In Reed Hastings: Building Netflix, author Matt Burgess explains how Netflix went from an internet-to-DVD service, available only in America, to the streaming giant it is today and the man behind it.
History has been made at the upcoming Emmy Awards. Television’s most prominent award ceremony did not nominate a single network TV show for the first time in decades; the streaming giants (Apple TV, Amazon Prime, Netflix) and cable network HBO (with plans to launch its own streaming service soon) took home all the nominations.
History was also made last year when Netflix managed to beat HBO cable network for more nominations. The streaming giant has also picked up an Oscar nod with Roma.
Netflix, however, has a history of making history. Nothing makes it clearer than the biographical book, Reed Hastings: Building Netflix by Matt Burgess.
For the owner of Netflix, privacy is sacrosanct. So he doesn’t sit down with Matt Burgess to sing an aria about his platform or himself. But as Matt Burgess discovers through decades of research, including some interviews, the innovative Hastings had a habit of foreseeing things before many others. For instance, the trust in big tech continues to drop as people learn more about how your data is being used and the need for the protection of privacy rights.
Even Mark Zuckerberg, co-creator and CEO of Facebook, had limited answers when called before the American Congress. But one man foresaw things even before public figures like the late Steve Jobs or one Mark Zuckerberg.
“When Hastings founded Netflix, many of the technological behemoths that dominate life today hadn’t even been dreamed up. Google launched a year after Netflix, it took another decade before the first iPhone was released,” says the book. “Twitter didn’t start until 2006 and Uber wasn’t founded until 2009.”
Reed Hastings, who was not accepted in Massachusetts Institute of Technology (M.I.T.) but by Stanford University’s AI (Artificial Intelligence) program knows programming and spent some time at the university, joyfully even as he lacked “empathy” at times.
His idea for Netflix was simple at first: people should be able to watch what they want, when they want, on any device possible. Instead of downloading, they should be able to just stream via the Internet. Not only did he change consumer behavior but he handed them the power. This internet-to-DVD streaming service was first launched in America, reveals the book.
But Netflix is not something new.
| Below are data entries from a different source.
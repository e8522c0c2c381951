use thiserror::Error;
use tracing::debug;
use tracing::warn;

use crate::CellOffset;
use crate::cell::Cell;
use crate::cell_set::CellSet;
use crate::parse_rle;
use crate::parse_rle::RleError;
use crate::rule_set::B3S23;
use crate::rule_set::RuleSet;

/// Default number of cells a brush can hold.
pub const DEFAULT_BRUSH_CAPACITY: usize = 128;

/// Number of brush slots.
pub const BRUSH_SLOTS: usize = 10;

#[derive(Debug, Error, PartialEq, Eq)]
pub enum BrushError {
    #[error("Brush slot {slot} is out of range, there are {} slots", BRUSH_SLOTS)]
    SlotOutOfRange { slot: usize },
}

#[derive(Debug, Error)]
pub enum PatternError {
    #[error("Failed to read RLE pattern: {0}")]
    Rle(#[from] RleError),

    #[error("Pattern is written for rule {rule}, only {} is supported", B3S23)]
    UnsupportedRule { rule: RuleSet },
}

/// A stamp pattern: offsets relative to wherever it is stamped.
///
/// Offsets are kept in the order they were added, but only the set of offsets matters.
#[derive(Debug, Clone, PartialEq, Eq)]
pub struct Brush {
    offsets: Vec<(CellOffset, CellOffset)>,
    capacity: usize,
}

impl Default for Brush {
    fn default() -> Self {
        Self::with_capacity(DEFAULT_BRUSH_CAPACITY)
    }
}

impl Brush {
    pub fn with_capacity(capacity: usize) -> Self {
        Self {
            offsets: Vec::with_capacity(capacity),
            capacity,
        }
    }

    /// Build a brush from an RLE pattern. Cells past `capacity` are dropped.
    ///
    /// Offsets are relative to the pattern's top-left corner; a `#P`/`#R` offset in the file is
    /// not applied.
    pub fn from_rle(bytes: &[u8], capacity: usize) -> Result<Self, PatternError> {
        let mut brush = Self::with_capacity(capacity);
        let mut total = 0usize;

        let file = parse_rle::read_rle(bytes, |dx, dy| {
            total += 1;
            brush.push(dx, dy);
        })?;

        match file.rule {
            Some(rule) if rule != B3S23 => return Err(PatternError::UnsupportedRule { rule }),
            _ => {}
        }

        if let Some((ox, oy)) = file.offset {
            brush.offsets.retain_mut(|(dx, dy)| {
                let (Some(x), Some(y)) = (dx.checked_sub(ox), dy.checked_sub(oy)) else {
                    return false;
                };

                (*dx, *dy) = (x, y);

                true
            });
        }

        if total > brush.len() {
            warn!(
                cells = total,
                kept = brush.len(),
                "pattern does not fit in brush, truncated"
            );
        }

        let name = file.name.map(String::from_utf8_lossy);
        debug!(
            name = name.as_deref().unwrap_or("unnamed"),
            cells = brush.len(),
            "loaded pattern"
        );

        Ok(brush)
    }

    /// Append an offset. Returns `false` if the brush is full.
    pub fn push(&mut self, dx: CellOffset, dy: CellOffset) -> bool {
        if self.is_full() {
            return false;
        }

        self.offsets.push((dx, dy));

        true
    }

    /// Replace the brush with the alive cells of the `width x height` rectangle whose top-left
    /// corner is `origin`.
    pub fn capture(&mut self, origin: Cell, width: u16, height: u16, source: &CellSet) {
        self.clear();

        // i16 offsets cannot reach past this
        let width = width.min(CellOffset::MAX as u16 + 1);
        let height = height.min(CellOffset::MAX as u16 + 1);

        for i in 0..width {
            for j in 0..height {
                let (dx, dy) = (i as CellOffset, j as CellOffset);

                let Some(cell) = origin.offset(dx, dy) else {
                    continue;
                };

                if source.contains(cell) {
                    self.push(dx, dy);
                }
            }
        }

        debug!(
            x = origin.x,
            y = origin.y,
            width,
            height,
            cells = self.len(),
            "captured brush"
        );
    }

    /// Place every cell of the brush relative to `anchor`. Never kills anything.
    pub fn stamp(&self, anchor: Cell, target: &mut CellSet) {
        for cell in self.cells_at(anchor) {
            target.insert(cell);
        }
    }

    /// The cells the brush covers when anchored at `anchor`.
    pub fn cells_at(&self, anchor: Cell) -> impl Iterator<Item = Cell> + '_ {
        self.offsets
            .iter()
            .filter_map(move |&(dx, dy)| anchor.offset(dx, dy))
    }

    pub fn offsets(&self) -> &[(CellOffset, CellOffset)] {
        &self.offsets
    }

    pub fn clear(&mut self) {
        self.offsets.clear();
    }

    pub fn len(&self) -> usize {
        self.offsets.len()
    }

    pub fn is_empty(&self) -> bool {
        self.offsets.is_empty()
    }

    pub fn capacity(&self) -> usize {
        self.capacity
    }

    pub fn is_full(&self) -> bool {
        self.offsets.len() >= self.capacity
    }
}

/// The ten brush slots. Slots are plain storage and never affect one another.
#[derive(Debug, Clone)]
pub struct Brushes {
    slots: [Brush; BRUSH_SLOTS],
}

impl Default for Brushes {
    fn default() -> Self {
        Self::with_capacity(DEFAULT_BRUSH_CAPACITY)
    }
}

impl Brushes {
    pub fn with_capacity(capacity: usize) -> Self {
        Self {
            slots: std::array::from_fn(|_| Brush::with_capacity(capacity)),
        }
    }

    pub fn get(&self, slot: usize) -> Result<&Brush, BrushError> {
        self.slots
            .get(slot)
            .ok_or(BrushError::SlotOutOfRange { slot })
    }

    pub fn get_mut(&mut self, slot: usize) -> Result<&mut Brush, BrushError> {
        self.slots
            .get_mut(slot)
            .ok_or(BrushError::SlotOutOfRange { slot })
    }

    /// Replace the brush in `slot`.
    pub fn set(&mut self, slot: usize, brush: Brush) -> Result<(), BrushError> {
        *self.get_mut(slot)? = brush;

        Ok(())
    }
}

#[cfg(test)]
mod tests {
    use std::collections::HashSet;

    use super::BRUSH_SLOTS;
    use super::Brush;
    use super::BrushError;
    use super::Brushes;
    use super::PatternError;
    use crate::cell::Cell;
    use crate::cell_set::CellSet;

    fn set_of(cells: &[(i16, i16)]) -> CellSet {
        let mut set = CellSet::default();
        for &(x, y) in cells {
            set.place(x, y);
        }
        set
    }

    fn alive(set: &CellSet) -> HashSet<(i16, i16)> {
        set.iter().map(|c| (c.x, c.y)).collect()
    }

    const GLIDER: [(i16, i16); 5] = [(11, 20), (12, 21), (10, 22), (11, 22), (12, 22)];

    #[test]
    fn capture_records_offsets_from_origin() {
        let source = set_of(&GLIDER);
        let mut brush = Brush::default();

        brush.capture(Cell::new(10, 20), 3, 3, &source);

        let offsets: HashSet<_> = brush.offsets().iter().copied().collect();
        let expected = HashSet::from([(1, 0), (2, 1), (0, 2), (1, 2), (2, 2)]);
        assert_eq!(offsets, expected);
    }

    #[test]
    fn capture_then_stamp_in_place_reproduces_region() {
        let mut source = set_of(&GLIDER);
        // outside the captured rectangle
        source.place(50, 50);
        source.place(9, 20);

        let mut brush = Brush::default();
        brush.capture(Cell::new(10, 20), 3, 3, &source);

        let mut target = CellSet::default();
        brush.stamp(Cell::new(10, 20), &mut target);

        assert_eq!(alive(&target), HashSet::from(GLIDER));
    }

    #[test]
    fn capture_replaces_previous_contents() {
        let mut brush = Brush::default();
        brush.capture(Cell::new(0, 0), 2, 2, &set_of(&[(0, 0), (1, 1)]));
        brush.capture(Cell::new(0, 0), 2, 2, &set_of(&[(1, 0)]));

        assert_eq!(brush.offsets(), &[(1, 0)]);
    }

    #[test]
    fn empty_rectangle_captures_nothing() {
        let mut brush = Brush::default();
        brush.capture(Cell::new(0, 0), 0, 5, &set_of(&[(0, 0)]));

        assert!(brush.is_empty());
    }

    #[test]
    fn stamp_is_additive() {
        let mut brush = Brush::default();
        brush.push(0, 0);
        brush.push(1, 0);

        let mut target = set_of(&[(5, 5), (100, 100)]);
        brush.stamp(Cell::new(100, 100), &mut target);

        assert_eq!(alive(&target), HashSet::from([(5, 5), (100, 100), (101, 100)]));
    }

    #[test]
    fn stamp_respects_target_capacity() {
        let mut brush = Brush::default();
        for x in 0..5 {
            brush.push(x, 0);
        }

        let mut target = CellSet::with_capacity(3);
        brush.stamp(Cell::new(0, 0), &mut target);

        assert_eq!(target.len(), 3);
        assert!(target.is_full());
    }

    #[test]
    fn stamp_skips_offsets_off_the_grid() {
        let mut brush = Brush::default();
        brush.push(0, 0);
        brush.push(1, 0);

        let mut target = CellSet::default();
        brush.stamp(Cell::new(i16::MAX, 0), &mut target);

        assert_eq!(alive(&target), HashSet::from([(i16::MAX, 0)]));
    }

    #[test]
    fn capture_stops_at_brush_capacity() {
        let source = set_of(&[(0, 0), (1, 0), (2, 0), (3, 0)]);
        let mut brush = Brush::with_capacity(3);

        brush.capture(Cell::new(0, 0), 4, 1, &source);

        assert!(brush.is_full());
        assert_eq!(brush.offsets(), &[(0, 0), (1, 0), (2, 0)]);
    }

    #[test]
    fn slots_are_independent() {
        let mut brushes = Brushes::default();
        brushes.get_mut(1).unwrap().push(3, 3);

        assert!(brushes.get(0).unwrap().is_empty());
        assert_eq!(brushes.get(1).unwrap().len(), 1);
        assert!(brushes.get(9).unwrap().is_empty());
    }

    #[test]
    fn slot_out_of_range_is_an_error() {
        let mut brushes = Brushes::default();

        assert_eq!(
            brushes.get(BRUSH_SLOTS).unwrap_err(),
            BrushError::SlotOutOfRange { slot: 10 }
        );
        assert!(brushes.get_mut(42).is_err());
        assert!(brushes.set(10, Brush::default()).is_err());
    }

    #[test]
    fn from_rle_glider() {
        let brush = Brush::from_rle(b"x = 3, y = 3, rule = B3/S23\nbo$2bo$3o!\n", 128).unwrap();
        let offsets: HashSet<_> = brush.offsets().iter().copied().collect();

        assert_eq!(offsets, HashSet::from([(1, 0), (2, 1), (0, 2), (1, 2), (2, 2)]));
    }

    #[test]
    fn from_rle_truncates_to_capacity() {
        let brush = Brush::from_rle(b"x = 10, y = 1\n10o!", 4).unwrap();

        assert_eq!(brush.len(), 4);
        assert!(brush.is_full());
    }

    #[test]
    fn from_rle_ignores_the_file_offset() {
        let brush = Brush::from_rle(b"#P -1 -1\nx = 2, y = 2\n2o$2o!", 128).unwrap();

        let mut target = CellSet::default();
        brush.stamp(Cell::new(10, 10), &mut target);

        assert_eq!(
            alive(&target),
            HashSet::from([(10, 10), (11, 10), (10, 11), (11, 11)])
        );
    }

    #[test]
    fn from_rle_rejects_other_rules() {
        let err = Brush::from_rle(b"x = 1, y = 1, rule = B36/S23\no!", 128).unwrap_err();

        assert!(matches!(err, PatternError::UnsupportedRule { .. }));
    }
}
It was first started in 1997. It grew from Hastings “launching and subsequently selling a software development company as part of a deal originally valued at 890$ million dollars”. From humble beginnings in a former bank, it has grown to “more than 5000 employees across global offices, including Hollywood, Los Angeles, London, Amsterdam, Paris, Mexico City and Tokyo,” - making it one of the biggest tech giants now, writes the author.
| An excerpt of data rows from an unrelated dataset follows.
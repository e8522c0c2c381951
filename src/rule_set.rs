use std::str::FromStr;

use thiserror::Error;

/// Rules of Conway's Game of Life.
pub const B3S23: RuleSet = RuleSet::new(0b1000, 0b1100);

/// # Representation
/// Life rules are represented as
/// ```notrust
/// |------birth------|
/// 0000_0000_0000_0000_0000_0000_0000_0000
///                     |----survival-----|
/// ```
///
/// # Examples
/// ```notrust
/// b3s23:                0000_0000_0000_1000_0000_0000_0000_1100
///
/// b0s0:                 0000_0000_0000_0000_0000_0000_0000_0000
/// b012345678s012345678: 0000_0001_1111_1111_0000_0001_1111_1111
/// ```
///
/// Only [`B3S23`] is ever simulated. Other rules can still be parsed so that patterns written
/// for them are recognised and turned away.
///
/// See: https://conwaylife.com/wiki/Rulestring
#[repr(transparent)]
#[derive(Clone, Copy, PartialEq, Eq)]
pub struct RuleSet {
    rule: u32,
}

impl Default for RuleSet {
    fn default() -> Self {
        B3S23
    }
}

impl std::fmt::Debug for RuleSet {
    fn fmt(&self, f: &mut std::fmt::Formatter<'_>) -> std::fmt::Result {
        write!(f, "{self}")
    }
}

impl std::fmt::Display for RuleSet {
    fn fmt(&self, f: &mut std::fmt::Formatter<'_>) -> std::fmt::Result {
        let digits = |mask: u16| -> String {
            (0..=8u16)
                .filter(|&n| mask & (1 << n) != 0)
                .map(|n| char::from(b'0' + n as u8))
                .collect()
        };

        write!(f, "B{}/S{}", digits(self.births()), digits(self.survivals()))
    }
}

impl RuleSet {
    /// Create a new `RuleSet` for the given births and survivals. For both `b` and
    /// `s`, numbers are set on a bit basis. For instance if bit `i` in `b` is on, it
    /// means `i` is included in the set of births. Any bit past the 8th is ignored.
    pub const fn new(b: u16, s: u16) -> Self {
        let b = b & 0x1FF;
        let s = s & 0x1FF;

        Self {
            rule: (b as u32) << 16 | s as u32,
        }
    }

    pub const fn births(&self) -> u16 {
        ((self.rule & 0x1FF0000) >> 0x10) as u16
    }

    pub const fn survivals(&self) -> u16 {
        (self.rule & 0x1FF) as u16
    }

    /// Whether a cell is alive in the next generation, given whether it is alive now and how many
    /// of its neighbours are.
    pub const fn next_state(&self, alive: bool, neighbors: u8) -> bool {
        if neighbors > 8 {
            return false;
        }

        let mask = if alive {
            self.survivals()
        } else {
            self.births()
        };

        mask & (1 << neighbors) != 0
    }
}

#[derive(Debug, Error, PartialEq, Eq)]
pub enum RuleError {
    #[error("Empty rule")]
    Empty,

    #[error("Expected a neighbour count in 0..=8, found '{got}'")]
    InvalidDigit { got: char },

    #[error("Expected exactly one '/' between births and survivals")]
    MissingSeparator,

    #[error("Births and survivals must be prefixed with 'B' and 'S', found '{got}'")]
    InvalidPrefix { got: String },
}

/// Parses rules in any of the common notations:
///
/// * `B3/S23`, as found in RLE header lines
/// * `S23/B3`, the same with survivals first
/// * `b3s23`, without a separator
/// * `23/3`, survivals first, as found in `#r` comment lines
impl FromStr for RuleSet {
    type Err = RuleError;

    fn from_str(s: &str) -> Result<Self, Self::Err> {
        let s = s.trim();

        if s.is_empty() {
            return Err(RuleError::Empty);
        }

        let starts_with_letter = s.starts_with(|c: char| c.is_ascii_alphabetic());

        if !starts_with_letter {
            let (s, b) = s.split_once('/').ok_or(RuleError::MissingSeparator)?;

            return Ok(RuleSet::new(digits_to_mask(b)?, digits_to_mask(s)?));
        }

        let lower = s.to_ascii_lowercase();
        let (b, s) = match lower.split_once('/') {
            Some((s, b)) if s.starts_with('s') && b.starts_with('b') => (b, s),
            Some(parts) => parts,
            None => {
                let i = lower.find('s').ok_or(RuleError::MissingSeparator)?;
                lower.split_at(i)
            }
        };

        let b = b.strip_prefix('b').ok_or_else(|| RuleError::InvalidPrefix {
            got: b.to_string(),
        })?;
        let s = s.strip_prefix('s').ok_or_else(|| RuleError::InvalidPrefix {
            got: s.to_string(),
        })?;

        Ok(RuleSet::new(digits_to_mask(b)?, digits_to_mask(s)?))
    }
}

/// Convert the human readable birth/survival digits to a packed bit representation
fn digits_to_mask(digits: &str) -> Result<u16, RuleError> {
    let mut n = 0;

    for c in digits.chars() {
        match c.to_digit(10) {
            Some(d) if d <= 8 => n |= 1 << d,
            _ => return Err(RuleError::InvalidDigit { got: c }),
        }
    }

    Ok(n)
}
Though the idea for Netflix is part anecdote, part docudrama-meets-exaggeration from Reed Hastings, the service itself went from being incredibly successful in the US alone before going global. In 2012, it dropped a little original series called House of Cards – the full season. With names like Kevin Spacey, Robert Wright and director David Fincher attached, it got unbelievable attention. It was costing Netflix 100 million dollars per season. But that was the next idea: create originals.
Why does Netflix stream in more than 190 countries except China (although they are trying), Russia, North Korea and Syria? Because once it came to their originals, they were willing to spend exorbitant amount of money and make original series and movies, in multiple countries while recruiting the best talent such as Ryan Murphy, Shonda Rhimes, etc.
But as more and more streaming services appear, Hastings admits he is not afraid but is welcoming the idea. Netflix is willing to spend billions on its originals and continues to play home to a diverse collection of TV series and films due to its 150 million subscribers. And they contribute 4.5 billion dollars in revenue every three quarters, which Netflix uses to produce series like Stranger Things or films like American Son. Behind it all, shares Matt Burgess, is the vision of Reed Hastings.
He last announced spending 12 billion dollars on content. Hastings has faith in the idea that because he was the first to introduce this idea, he has loyal subscribers.
Building Netflix is, in the end, full of stories about how Netflix came up from subscribers in just America to 190 countries. Simultaneously, it is the story about the ideas that drove Reed Hastings. Matt Burgess does justice to it, both with research and his take on the subject. Reed Hastings is not presented like a Greek figure but a flawed man who engineered an idea that has changed television as it stands today. Highly recommended.